Pour quoi faire ?

1 décembre 2025

LES SENTIERS D'ANAHUAC

Le franciscain Bernardino de Sahagún, accablé par les destructions des savoirs aztèques commises par ses compatriotes, entreprend une minutieuse collecte, à l’aide de jeunes indiens qu’il a recueillis et instruits. Il entend surtout comprendre pour mieux combattre, pour mieux convertir, « comme un médecin doit connaître le mal dont souffre le malade pour trouver le bon remède ».

Le 5 tecpatl du premier mois Jaguar de l’année 8 Roseau (c’est-à-dire en 1539), alors que les Espagnols viennent de brûler sur la place publique Chichimecatecuhtli, « noble » chichimèque, il rencontre Antonio, jeune indien qu’il baptise et fait entrer au Collège de la Sainte Croix, à Tlatelolco, convaincu par ses aptitudes. Celui-ci y apprendra le latin, à chanter et écrire, à haïr les idoles et les paroles de ses aïeux.

Guidé par son élève, Bernardino de Sahagún découvre que « le génie de [s]on peuple n’a rien à envier à celui des Romains ». Il comprend aussi que sous couvert d’honorer les saints catholiques, ce sont les anciens dieux qui continuent d’être vénérés. C’est pourquoi il décide de lancer sa grande enquête (ethnographique avant l’heure) et d’œuvrer à l’élaboration d’une grande encyclopédie. Ses élèves lui serviront d’interprètes et de copistes. Antonio, né après la Conquête, découvre alors d’où il vient, ce qui laisse naître en lui deux sentiments contraires : la honte de si mal connaître l'histoire de ses ancêtres et l’émerveillement. Il comprend aussi que tous les récits qu’il entend ne sont que les paroles de témoins parmi d’autres. Il va finir par considérer que « nous ne sommes pas les juges de ce monde. Nous sommes les gardiens de sa mémoire. »

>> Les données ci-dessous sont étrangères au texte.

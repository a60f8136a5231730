//! In-memory filesystem adapter for testing.

use std::{
    collections::{BTreeMap, BTreeSet},
    path::{Path, PathBuf},
    sync::{Arc, RwLock, RwLockReadGuard, RwLockWriteGuard},
};

use ferrule_core::{
    application::{ApplicationError, ports::Filesystem},
    error::{FerruleError, FerruleResult},
};

/// In-memory filesystem for testing.
#[derive(Debug, Clone)]
pub struct MemoryFilesystem {
    inner: Arc<RwLock<MemoryFilesystemInner>>,
}

#[derive(Debug, Default)]
struct MemoryFilesystemInner {
    files: BTreeMap<PathBuf, String>,
    directories: BTreeSet<PathBuf>,
}

impl MemoryFilesystem {
    /// Create a new empty memory filesystem.
    pub fn new() -> Self {
        Self {
            inner: Arc::new(RwLock::new(MemoryFilesystemInner::default())),
        }
    }

    /// Seed a file, creating its parent directories (testing helper).
    pub fn with_file(self, path: impl Into<PathBuf>, content: &str) -> Self {
        let path = path.into();
        if let Ok(mut inner) = self.inner.write() {
            if let Some(parent) = path.parent() {
                add_ancestors(&mut inner.directories, parent);
            }
            inner.files.insert(path, content.to_string());
        }
        self
    }

    /// Read a file's content (testing helper).
    pub fn read_file(&self, path: &Path) -> Option<String> {
        let inner = self.inner.read().ok()?;
        inner.files.get(path).cloned()
    }

    /// List all files.
    pub fn list_files(&self) -> Vec<PathBuf> {
        self.inner
            .read()
            .map(|inner| inner.files.keys().cloned().collect())
            .unwrap_or_default()
    }

    fn read(&self) -> FerruleResult<RwLockReadGuard<'_, MemoryFilesystemInner>> {
        self.inner.read().map_err(|_| lock_poisoned())
    }

    fn write(&self) -> FerruleResult<RwLockWriteGuard<'_, MemoryFilesystemInner>> {
        self.inner.write().map_err(|_| lock_poisoned())
    }
}

impl Default for MemoryFilesystem {
    fn default() -> Self {
        Self::new()
    }
}

impl Filesystem for MemoryFilesystem {
    fn create_dir_all(&self, path: &Path) -> FerruleResult<()> {
        let mut inner = self.write()?;
        add_ancestors(&mut inner.directories, path);
        Ok(())
    }

    fn write_file(&self, path: &Path, content: &str) -> FerruleResult<()> {
        let mut inner = self.write()?;

        // Ensure parent exists
        if let Some(parent) = path.parent() {
            if !parent.as_os_str().is_empty() && !inner.directories.contains(parent) {
                return Err(ApplicationError::Filesystem {
                    path: path.to_path_buf(),
                    reason: "Parent directory does not exist".into(),
                }
                .into());
            }
        }

        inner.files.insert(path.to_path_buf(), content.to_string());
        Ok(())
    }

    fn append_file(&self, path: &Path, content: &str) -> FerruleResult<()> {
        let existing = self.read_file(path).unwrap_or_default();
        self.write_file(path, &(existing + content))
    }

    fn read_to_string(&self, path: &Path) -> FerruleResult<String> {
        self.read()?.files.get(path).cloned().ok_or_else(|| {
            ApplicationError::Filesystem {
                path: path.to_path_buf(),
                reason: "No such file".into(),
            }
            .into()
        })
    }

    fn exists(&self, path: &Path) -> bool {
        self.read()
            .map(|inner| inner.files.contains_key(path) || inner.directories.contains(path))
            .unwrap_or(false)
    }

    fn is_dir(&self, path: &Path) -> bool {
        self.read()
            .map(|inner| inner.directories.contains(path))
            .unwrap_or(false)
    }

    fn list_dir(&self, path: &Path) -> FerruleResult<Vec<String>> {
        let inner = self.read()?;
        if !inner.directories.contains(path) {
            return Err(ApplicationError::Filesystem {
                path: path.to_path_buf(),
                reason: "Not a directory".into(),
            }
            .into());
        }

        let children: BTreeSet<String> = inner
            .files
            .keys()
            .chain(inner.directories.iter())
            .filter(|p| p.parent() == Some(path))
            .filter_map(|p| p.file_name().map(|n| n.to_string_lossy().into_owned()))
            .collect();
        Ok(children.into_iter().collect())
    }

    fn remove_file(&self, path: &Path) -> FerruleResult<()> {
        let mut inner = self.write()?;
        inner.files.remove(path);
        Ok(())
    }

    fn remove_dir_all(&self, path: &Path) -> FerruleResult<()> {
        let mut inner = self.write()?;
        inner.directories.retain(|p| !p.starts_with(path));
        inner.files.retain(|p, _| !p.starts_with(path));
        Ok(())
    }
}

fn add_ancestors(directories: &mut BTreeSet<PathBuf>, path: &Path) {
    let mut current = PathBuf::new();
    for component in path.components() {
        current.push(component);
        directories.insert(current.clone());
    }
}

fn lock_poisoned() -> FerruleError {
    FerruleError::Internal {
        message: "memory filesystem lock poisoned".into(),
    }
}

Les années passent. Il se marie, devient gouverneur. Les vents changent et l’entreprise du padre est désormais considérée avec méfiance. Ses manuscrits sont dispersés, ses aides licenciés. Toutefois, lorsque le roi d’Espagne exige la confiscation de L’Histoire générale des choses de la Nouvelle-Espagne, des documents préparatoires lacunaires lui sont remis, tandis que les trois volumes authentiques sont cachés, avant d’être clandestinement transportés jusqu’en Europe en 1580.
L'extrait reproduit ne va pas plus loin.